Los mejores deseos, no pueden estar más resumidos.
Pero los ángeles, anunciaron a los pastores “Paz a los hombres de buena voluntad”; no a todo el mundo, por el hecho de ser humanos.
Podemos caer en el simplismo de lo utópico a costa de lo gratuito y lo aparentemente fácil.
La paz, es la tranquilidad en el orden y como efecto de una virtud obligadamente anterior; no es en sí una virtud a conquistar, ni una causa generadora de méritos, sino un objeto como efecto de pasos y conductas morales anteriores, que propician y cosechan el estado de serena tranquilidad de nuestras conciencias y en lógica derivación hacia el entorno social, de ámbito reducido a los merecimientos invertidos en esas parcelas familiares, geográficas nacionales o regionales: la justicia.
Es un bien de obligada apetencia instintiva personal y hasta universal, el escenario en que realizamos nuestros justos propósitos.
Pero hay dos clases de paz: “Mi paz os dejo; mi paz os doy, pero no os la doy como la da el mundo”, dijo el Señor.
La paz del mundo, es mera ausencia de guerra, aunque pueda ser un pacto injusto para una de las dos partes, quedando en un contrato puramente mercantil o militar y abrigando recelos, odios y ansías de venganzas, si se tuviesen medios para ello, o dejándolo para cuando se pueda.

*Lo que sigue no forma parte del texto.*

//! News API endpoints
//!
//! Handles HTTP requests for news management:
//! - GET /api/{version}/news - Paged, filtered and sorted news list
//! - GET /api/{version}/news/{id} - News with author, tags and comments
//! - POST /api/{version}/news - Create news, creating unknown authors and tags
//! - PATCH /api/{version}/news/{id} - Merge-update news
//! - DELETE /api/{version}/news/{id} - Delete news
//! - GET /api/{version}/news/{id}/author|tags|comments - Related entities

use axum::{
    extract::{Path, RawQuery, State},
    http::StatusCode,
    routing::get,
    Extension, Json, Router,
};

use crate::api::common::{link_builder, parse_search_request, IdPath, Payload};
use crate::api::middleware::{ApiError, ApiVersion, AppState};
use crate::api::responses::{AuthorDto, CommentDto, NewsDto, PageDto, TagDto};
use crate::models::{CreateNewsInput, UpdateNewsInput};
use crate::services::validation::Validate;

/// Build the news router
pub fn router() -> Router<AppState> {
    Router::new()
        .route("/", get(list_news).post(create_news))
        .route(
            "/{id}",
            get(get_news).patch(update_news).delete(delete_news),
        )
        .route("/{id}/author", get(get_news_author))
        .route("/{id}/tags", get(get_news_tags))
        .route("/{id}/comments", get(get_news_comments))
}

/// GET /api/{version}/news
async fn list_news(
    State(state): State<AppState>,
    Extension(version): Extension<ApiVersion>,
    query: RawQuery,
) -> Result<Json<PageDto<NewsDto>>, ApiError> {
    let request = parse_search_request(query, &state.config.api)?;
    let page = state.news_service.read_all(&request).await?;

    let links = link_builder(&state, version);
    Ok(Json(PageDto::new(page, "news", &request, &links, NewsDto::new)))
}

/// GET /api/{version}/news/{id}
async fn get_news(
    State(state): State<AppState>,
    Extension(version): Extension<ApiVersion>,
    Path(IdPath { id }): Path<IdPath>,
) -> Result<Json<NewsDto>, ApiError> {
    let details = state.news_service.read_by_id(id).await?;
    Ok(Json(NewsDto::new(details, &link_builder(&state, version))))
}

/// POST /api/{version}/news
async fn create_news(
    State(state): State<AppState>,
    Extension(version): Extension<ApiVersion>,
    Payload(input): Payload<CreateNewsInput>,
) -> Result<(StatusCode, Json<NewsDto>), ApiError> {
    input.validate()?;
    let details = state.news_service.create(input).await?;
    Ok((
        StatusCode::CREATED,
        Json(NewsDto::new(details, &link_builder(&state, version))),
    ))
}

/// PATCH /api/{version}/news/{id}
async fn update_news(
    State(state): State<AppState>,
    Extension(version): Extension<ApiVersion>,
    Path(IdPath { id }): Path<IdPath>,
    Payload(input): Payload<UpdateNewsInput>,
) -> Result<Json<NewsDto>, ApiError> {
    input.validate()?;
    let details = state.news_service.update(id, input).await?;
    Ok(Json(NewsDto::new(details, &link_builder(&state, version))))
}

/// DELETE /api/{version}/news/{id}
async fn delete_news(
    State(state): State<AppState>,
    Path(IdPath { id }): Path<IdPath>,
) -> Result<StatusCode, ApiError> {
    state.news_service.delete_by_id(id).await?;
    Ok(StatusCode::NO_CONTENT)
}

/// GET /api/{version}/news/{id}/author
async fn get_news_author(
    State(state): State<AppState>,
    Extension(version): Extension<ApiVersion>,
    Path(IdPath { id }): Path<IdPath>,
) -> Result<Json<AuthorDto>, ApiError> {
    let author = state.author_service.read_by_news_id(id).await?;
    Ok(Json(AuthorDto::new(author, &link_builder(&state, version))))
}

/// GET /api/{version}/news/{id}/tags
async fn get_news_tags(
    State(state): State<AppState>,
    Extension(version): Extension<ApiVersion>,
    Path(IdPath { id }): Path<IdPath>,
) -> Result<Json<Vec<TagDto>>, ApiError> {
    let tags = state.tag_service.read_by_news_id(id).await?;
    let links = link_builder(&state, version);
    Ok(Json(tags.into_iter().map(|t| TagDto::new(t, &links)).collect()))
}

/// GET /api/{version}/news/{id}/comments
async fn get_news_comments(
    State(state): State<AppState>,
    Extension(version): Extension<ApiVersion>,
    Path(IdPath { id }): Path<IdPath>,
) -> Result<Json<Vec<CommentDto>>, ApiError> {
    let comments = state.comment_service.read_by_news_id(id).await?;
    let links = link_builder(&state, version);
    Ok(Json(
        comments
            .into_iter()
            .map(|c| CommentDto::new(c, &links))
            .collect(),
    ))
}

No es la Paz de Cristo, que se basa en el fiel cumplimiento de nuestros deberes de Justicia, primero para con nuestro Dios Creador y después, para con nosotros mismos y para con el prójimo.

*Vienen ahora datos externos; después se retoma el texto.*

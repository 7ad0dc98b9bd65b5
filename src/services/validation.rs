//! Field validation for request payloads
//!
//! Handlers validate payloads before passing them to a service. Lengths are
//! counted in characters of the trimmed value.

use super::error::{FieldError, ServiceError};
use crate::models::{
    CreateAuthorInput, CreateCommentInput, CreateNewsInput, CreateTagInput, UpdateAuthorInput,
    UpdateCommentInput, UpdateNewsInput, UpdateTagInput,
};

pub const AUTHOR_NAME_LEN: (usize, usize) = (3, 15);
pub const TAG_NAME_LEN: (usize, usize) = (3, 15);
pub const NEWS_TITLE_LEN: (usize, usize) = (5, 30);
pub const NEWS_CONTENT_LEN: (usize, usize) = (5, 255);
pub const COMMENT_CONTENT_LEN: (usize, usize) = (5, 255);

/// Collects field errors and fails once with all of them
#[derive(Debug, Default)]
pub struct Validator {
    errors: Vec<FieldError>,
}

impl Validator {
    pub fn new() -> Self {
        Self::default()
    }

    /// Value must be present and within `bounds` characters
    pub fn required(&mut self, field: &str, value: &str, bounds: (usize, usize)) -> &mut Self {
        if value.trim().is_empty() {
            self.push(field, "must not be blank".to_string());
        } else {
            self.length(field, value, bounds);
        }
        self
    }

    /// Blank or missing values pass; anything else must be within `bounds`
    pub fn optional(&mut self, field: &str, value: Option<&str>, bounds: (usize, usize)) -> &mut Self {
        if let Some(value) = value {
            if !value.trim().is_empty() {
                self.length(field, value, bounds);
            }
        }
        self
    }

    /// Every non-blank entry must be within `bounds`
    pub fn each<'a>(
        &mut self,
        field: &str,
        values: impl IntoIterator<Item = &'a String>,
        bounds: (usize, usize),
    ) -> &mut Self {
        for (i, value) in values.into_iter().enumerate() {
            if !value.trim().is_empty() {
                self.length(&format!("{}[{}]", field, i), value, bounds);
            }
        }
        self
    }

    fn length(&mut self, field: &str, value: &str, (min, max): (usize, usize)) {
        let len = value.trim().chars().count();
        if len < min || len > max {
            self.push(field, format!("must be between {} and {} characters", min, max));
        }
    }

    fn push(&mut self, field: &str, message: String) {
        self.errors.push(FieldError {
            field: field.to_string(),
            message,
        });
    }

    pub fn finish(&mut self) -> Result<(), ServiceError> {
        if self.errors.is_empty() {
            Ok(())
        } else {
            Err(ServiceError::ValidationFailed(std::mem::take(&mut self.errors)))
        }
    }
}

/// Payload validation
pub trait Validate {
    /// # Errors
    /// `ValidationFailed` listing every rejected field
    fn validate(&self) -> Result<(), ServiceError>;
}

impl Validate for CreateAuthorInput {
    fn validate(&self) -> Result<(), ServiceError> {
        Validator::new()
            .required("name", &self.name, AUTHOR_NAME_LEN)
            .finish()
    }
}

impl Validate for UpdateAuthorInput {
    fn validate(&self) -> Result<(), ServiceError> {
        Validator::new()
            .optional("name", self.name.as_deref(), AUTHOR_NAME_LEN)
            .finish()
    }
}

impl Validate for CreateTagInput {
    fn validate(&self) -> Result<(), ServiceError> {
        Validator::new()
            .required("name", &self.name, TAG_NAME_LEN)
            .finish()
    }
}

impl Validate for UpdateTagInput {
    fn validate(&self) -> Result<(), ServiceError> {
        Validator::new()
            .optional("name", self.name.as_deref(), TAG_NAME_LEN)
            .finish()
    }
}

impl Validate for CreateNewsInput {
    fn validate(&self) -> Result<(), ServiceError> {
        Validator::new()
            .required("title", &self.title, NEWS_TITLE_LEN)
            .required("content", &self.content, NEWS_CONTENT_LEN)
            .required("author", &self.author, AUTHOR_NAME_LEN)
            .each("tags", &self.tags, TAG_NAME_LEN)
            .finish()
    }
}

impl Validate for UpdateNewsInput {
    fn validate(&self) -> Result<(), ServiceError> {
        let mut validator = Validator::new();
        validator
            .optional("title", self.title.as_deref(), NEWS_TITLE_LEN)
            .optional("content", self.content.as_deref(), NEWS_CONTENT_LEN)
            .optional("author", self.author.as_deref(), AUTHOR_NAME_LEN);
        if let Some(tags) = &self.tags {
            validator.each("tags", tags, TAG_NAME_LEN);
        }
        validator.finish()
    }
}

impl Validate for CreateCommentInput {
    fn validate(&self) -> Result<(), ServiceError> {
        Validator::new()
            .required("content", &self.content, COMMENT_CONTENT_LEN)
            .finish()
    }
}

impl Validate for UpdateCommentInput {
    fn validate(&self) -> Result<(), ServiceError> {
        Validator::new()
            .optional("content", self.content.as_deref(), COMMENT_CONTENT_LEN)
            .finish()
    }
}

#[cfg(test)]
mod tests {
    use super::*;

    fn field_names(err: ServiceError) -> Vec<String> {
        match err {
            ServiceError::ValidationFailed(errors) => errors.into_iter().map(|e| e.field).collect(),
            other => panic!("unexpected error: {other}"),
        }
    }

    #[test]
    fn test_required_bounds() {
        assert!(Validator::new().required("name", "Bob", AUTHOR_NAME_LEN).finish().is_ok());
        assert!(Validator::new().required("name", "Bo", AUTHOR_NAME_LEN).finish().is_err());
        assert!(Validator::new()
            .required("name", "   ", AUTHOR_NAME_LEN)
            .finish()
            .is_err());
        assert!(Validator::new()
            .required("name", "Sixteen chars!!!", AUTHOR_NAME_LEN)
            .finish()
            .is_err());
    }

    #[test]
    fn test_counts_characters_not_bytes() {
        // five characters, ten bytes
        assert!(Validator::new()
            .required("title", "ÄÖÜäö", NEWS_TITLE_LEN)
            .finish()
            .is_ok());
    }

    #[test]
    fn test_optional_skips_blank() {
        assert!(Validator::new().optional("title", None, NEWS_TITLE_LEN).finish().is_ok());
        assert!(Validator::new().optional("title", Some(" "), NEWS_TITLE_LEN).finish().is_ok());
        assert!(Validator::new().optional("title", Some("Tiny"), NEWS_TITLE_LEN).finish().is_err());
    }

    #[test]
    fn test_collects_all_errors() {
        let tags = vec!["ok tag".to_string(), "x".to_string(), "".to_string()];
        let err = Validator::new()
            .required("title", "Hi", NEWS_TITLE_LEN)
            .required("author", "", AUTHOR_NAME_LEN)
            .each("tags", &tags, TAG_NAME_LEN)
            .finish()
            .unwrap_err();

        assert_eq!(field_names(err), vec!["title", "author", "tags[1]"]);
    }

    #[test]
    fn test_create_news_payload() {
        let valid = CreateNewsInput {
            title: "Java 21 released".into(),
            content: "Virtual threads are final".into(),
            author: "Gosling".into(),
            tags: vec!["Technology".into()],
        };
        assert!(valid.validate().is_ok());

        let invalid = CreateNewsInput {
            title: "Java".into(),
            author: " ".into(),
            ..valid
        };
        assert_eq!(field_names(invalid.validate().unwrap_err()), vec!["title", "author"]);
    }

    #[test]
    fn test_update_news_payload_skips_blank_fields() {
        let patch = UpdateNewsInput {
            title: Some("".into()),
            content: Some("Only the content changes".into()),
            author: None,
            tags: None,
        };
        assert!(patch.validate().is_ok());

        let bad_tags = UpdateNewsInput {
            tags: Some(vec!["ok tag".into(), "no".into()]),
            ..Default::default()
        };
        assert_eq!(field_names(bad_tags.validate().unwrap_err()), vec!["tags[1]"]);
    }

    #[test]
    fn test_simple_payloads() {
        assert!(CreateAuthorInput { name: "Gosling".into() }.validate().is_ok());
        assert!(CreateAuthorInput { name: "Al".into() }.validate().is_err());
        assert!(UpdateAuthorInput { name: None }.validate().is_ok());
        assert!(CreateTagInput { name: "Sixteen chars!!!".into() }.validate().is_err());
        assert!(UpdateTagInput { name: Some("Rust".into()) }.validate().is_ok());
        assert!(CreateCommentInput { content: "Nice!".into(), news_id: 1 }.validate().is_ok());
        assert!(CreateCommentInput { content: "Hi".into(), news_id: 1 }.validate().is_err());
        assert!(UpdateCommentInput { content: Some("x".into()) }.validate().is_err());
    }
}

La paz que en el Evangelio se nos da, es la paz de las conciencias que cosechan el mérito de la virtud y la correspondencia por nuestra parte, cumpliendo con los Mandamientos y así, evitando todo atropello a los naturales derechos del prójimo.

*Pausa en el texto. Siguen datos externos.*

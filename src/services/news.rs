//! News service
//!
//! Implements business logic for news management:
//! - Paged, filtered and sorted listing with author, tags and comments resolved
//! - Create and merge-update with authors and tags referenced by name
//! - Delete, leaving the author and tags in place
//!
//! Author and tag names that do not exist yet are created on the fly. The
//! lookup, the implicit creates and the news write all share one transaction,
//! so a failure part way through leaves nothing behind. When a concurrent
//! writer wins the race for a new name, the unique constraint on the name
//! fires and the row that writer created is reused.

use crate::db::query::CompiledQuery;
use crate::db::repositories::{
    AuthorRepository, CommentRepository, NewsRepository, TagRepository,
};
use crate::db::{is_unique_violation, Database};
use crate::models::{
    non_blank, Author, CreateNewsInput, News, NewsDetails, Tag, UpdateNewsInput,
};
use crate::search::{NewsSearchFilterMapper, Page, SearchFilterMapper, SearchRequest};
use anyhow::anyhow;
use sqlx::SqliteConnection;
use std::sync::Arc;

use super::error::{FieldError, ServiceError, ServiceErrorCode};

/// News service
///
/// Owns the repositories of every entity a news item touches, since a
/// single news write may create authors and tags.
pub struct NewsService {
    db: Database,
    news_repo: Arc<dyn NewsRepository>,
    author_repo: Arc<dyn AuthorRepository>,
    tag_repo: Arc<dyn TagRepository>,
    comment_repo: Arc<dyn CommentRepository>,
    mapper: NewsSearchFilterMapper,
}

impl NewsService {
    pub fn new(
        db: Database,
        news_repo: Arc<dyn NewsRepository>,
        author_repo: Arc<dyn AuthorRepository>,
        tag_repo: Arc<dyn TagRepository>,
        comment_repo: Arc<dyn CommentRepository>,
    ) -> Self {
        Self {
            db,
            news_repo,
            author_repo,
            tag_repo,
            comment_repo,
            mapper: NewsSearchFilterMapper,
        }
    }

    /// One page of news with relations resolved
    ///
    /// Sorted by title ascending, then newest first, unless the request
    /// names its own sort keys.
    pub async fn read_all(
        &self,
        request: &SearchRequest,
    ) -> Result<Page<NewsDetails>, ServiceError> {
        let criteria = self.mapper.map(request)?;
        let query = CompiledQuery::compile::<News>(&criteria)?;

        let mut conn = self.db.acquire().await?;
        let page = self.news_repo.search(&mut conn, &query).await?;

        let mut details = Vec::with_capacity(page.entities.len());
        for news in page.entities {
            details.push(self.load_details(&mut conn, news).await?);
        }

        Ok(Page::new(details, page.current_page, page.page_count))
    }

    pub async fn read_by_id(&self, id: i64) -> Result<NewsDetails, ServiceError> {
        let mut conn = self.db.acquire().await?;
        let news = self
            .news_repo
            .read_by_id(&mut conn, id)
            .await?
            .ok_or_else(|| ServiceError::not_found(ServiceErrorCode::NewsIdDoesNotExist, id))?;

        self.load_details(&mut conn, news).await
    }

    /// Create a news item
    ///
    /// The author and every tag are looked up by name and created when
    /// missing. Blank tag names are skipped and repeated names attach the
    /// tag once.
    ///
    /// # Errors
    /// - `ValidationFailed` if the author name is blank
    /// - `Conflict` if the store rejects the news row
    pub async fn create(&self, input: CreateNewsInput) -> Result<NewsDetails, ServiceError> {
        let author_name = non_blank(Some(&input.author)).ok_or_else(|| {
            ServiceError::ValidationFailed(vec![FieldError {
                field: "author".to_string(),
                message: "must not be blank".to_string(),
            }])
        })?;

        let mut tx = self.db.begin().await?;

        let author = self.find_or_create_author(&mut tx, author_name).await?;
        let tags = self.find_or_create_tags(&mut tx, &input.tags).await?;

        let news = News::new(
            input.title.trim().to_string(),
            input.content.trim().to_string(),
            author.id,
        );
        let created = self
            .news_repo
            .create(&mut *tx, &news)
            .await
            .map_err(|e| ServiceError::from_write(e, ServiceErrorCode::NewsConflict))?;

        let tag_ids: Vec<i64> = tags.iter().map(|t| t.id).collect();
        self.news_repo
            .set_tags(&mut *tx, created.id, &tag_ids)
            .await
            .map_err(|e| ServiceError::from_write(e, ServiceErrorCode::NewsConflict))?;

        tx.commit().await?;

        tracing::info!("Created news {} by {}", created.id, author.name);
        Ok(NewsDetails {
            news: created,
            author,
            tags,
            comments: Vec::new(),
        })
    }

    /// Merge-update a news item
    ///
    /// Non-blank title and content overwrite the stored values. A non-blank
    /// author name is resolved (and created if missing) and becomes the new
    /// author. When `tags` is present the tag set is replaced by exactly
    /// those tags; tags dropped from the set stay in the store.
    ///
    /// # Errors
    /// - `NotFound` if the news item does not exist; nothing is created then
    pub async fn update(&self, id: i64, input: UpdateNewsInput) -> Result<NewsDetails, ServiceError> {
        let mut tx = self.db.begin().await?;

        let mut news = self
            .news_repo
            .read_by_id(&mut *tx, id)
            .await?
            .ok_or_else(|| ServiceError::not_found(ServiceErrorCode::NewsIdDoesNotExist, id))?;

        if let Some(title) = non_blank(input.title.as_deref()) {
            news.title = title.to_string();
        }
        if let Some(content) = non_blank(input.content.as_deref()) {
            news.content = content.to_string();
        }

        if let Some(name) = non_blank(input.author.as_deref()) {
            self.find_or_create_author(&mut tx, name).await?;
            let author = self
                .author_repo
                .read_by_name(&mut *tx, name)
                .await?
                .ok_or_else(|| {
                    ServiceError::not_found_with(
                        ServiceErrorCode::ResourceNotFound,
                        format!("Author with name {} not found.", name),
                    )
                })?;
            news.author_id = author.id;
        }

        let updated = self
            .news_repo
            .update(&mut *tx, &news)
            .await
            .map_err(|e| ServiceError::from_write(e, ServiceErrorCode::NewsConflict))?;

        if let Some(names) = &input.tags {
            let tags = self.find_or_create_tags(&mut tx, names).await?;
            let tag_ids: Vec<i64> = tags.iter().map(|t| t.id).collect();
            self.news_repo
                .set_tags(&mut *tx, updated.id, &tag_ids)
                .await
                .map_err(|e| ServiceError::from_write(e, ServiceErrorCode::NewsConflict))?;
        }

        let details = self.load_details(&mut tx, updated).await?;
        tx.commit().await?;

        Ok(details)
    }

    /// Delete a news item with its comments and tag links
    pub async fn delete_by_id(&self, id: i64) -> Result<(), ServiceError> {
        let mut tx = self.db.begin().await?;
        if !self.news_repo.exists_by_id(&mut *tx, id).await? {
            return Err(ServiceError::not_found(ServiceErrorCode::NewsIdDoesNotExist, id));
        }

        self.news_repo.delete_by_id(&mut *tx, id).await?;
        tx.commit().await?;

        tracing::info!("Deleted news {}", id);
        Ok(())
    }

    /// Resolve an author by name, creating it when missing
    async fn find_or_create_author(
        &self,
        conn: &mut SqliteConnection,
        name: &str,
    ) -> Result<Author, ServiceError> {
        if let Some(author) = self.author_repo.read_by_name(conn, name).await? {
            return Ok(author);
        }

        match self.author_repo.create(conn, &Author::new(name.to_string())).await {
            Ok(author) => {
                tracing::debug!("Auto-created author {} ({})", author.id, author.name);
                Ok(author)
            }
            Err(e) if is_unique_violation(&e) => {
                tracing::warn!("Author {} was created concurrently, reusing it", name);
                self.author_repo
                    .read_by_name(conn, name)
                    .await?
                    .ok_or_else(|| ServiceError::from_write(e, ServiceErrorCode::AuthorConflict))
            }
            Err(e) => Err(e.into()),
        }
    }

    /// Resolve tags by name in request order, creating missing ones
    ///
    /// Blank names are skipped; a name given twice yields the tag once.
    async fn find_or_create_tags(
        &self,
        conn: &mut SqliteConnection,
        names: &[String],
    ) -> Result<Vec<Tag>, ServiceError> {
        let mut tags: Vec<Tag> = Vec::with_capacity(names.len());

        for name in names {
            let Some(name) = non_blank(Some(name.as_str())) else {
                continue;
            };
            let tag = self.find_or_create_tag(conn, name).await?;
            if !tags.iter().any(|t| t.id == tag.id) {
                tags.push(tag);
            }
        }

        Ok(tags)
    }

    async fn find_or_create_tag(
        &self,
        conn: &mut SqliteConnection,
        name: &str,
    ) -> Result<Tag, ServiceError> {
        if let Some(tag) = self.tag_repo.read_by_name(conn, name).await? {
            return Ok(tag);
        }

        match self.tag_repo.create(conn, &Tag::new(name.to_string())).await {
            Ok(tag) => {
                tracing::debug!("Auto-created tag {} ({})", tag.id, tag.name);
                Ok(tag)
            }
            Err(e) if is_unique_violation(&e) => {
                tracing::warn!("Tag {} was created concurrently, reusing it", name);
                self.tag_repo
                    .read_by_name(conn, name)
                    .await?
                    .ok_or_else(|| ServiceError::from_write(e, ServiceErrorCode::TagConflict))
            }
            Err(e) => Err(e.into()),
        }
    }

    async fn load_details(
        &self,
        conn: &mut SqliteConnection,
        news: News,
    ) -> Result<NewsDetails, ServiceError> {
        let author = self
            .author_repo
            .read_by_id(&mut *conn, news.author_id)
            .await?
            .ok_or_else(|| anyhow!("News {} references missing author {}", news.id, news.author_id))?;
        let tags = self.tag_repo.read_by_news_id(&mut *conn, news.id).await?;
        let comments = self.comment_repo.read_by_news_id(&mut *conn, news.id).await?;

        Ok(NewsDetails {
            news,
            author,
            tags,
            comments,
        })
    }
}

Y aquí viene la esencia generadora de la verdadera paz: la fraternidad en la vivencia de la espiritualidad en el amor a Dios sobre todas las cosas y al prójimo como compañero de viaje en la trascendencia a lo eterno, reconociéndonos llamados al mismo destino de santidad y bienaventuranza celestial, meta última de nuestra peregrinación terrenal.
Mal podemos garantizar la verdadera paz, sin ese trasfondo teológico que nos integra en la misma familia de los hijos de Dios. Por tanto, una vida social, familiar, nacional y universal, carece de sentido sin el alma religiosa que lo trasciende y lo transforma todo en la atmósfera que respira esa presencia divina providente y amorosa de cada momento.
La diferencia esencial de la presente reflexión, es que la fraternidad cristiana, es virtud sobrenatural fundada en la fe.
La paz por la paz, solo es un deseo terrenal alcanzable, posible, benéfico pero como pacto temporal, horizontal, intrascendente en el tiempo, que aunque partiese de un pacto o tratado entre personas o Estados, considera a la persona humana como un sujeto jurídico, desconocido o enemigo incluso, que hace pacto de conveniencia rentable, pero lejos de verse como de la gran familia creada por Dios, padre común de todos, destinados a darle gloria en este mundo y después en el eterno.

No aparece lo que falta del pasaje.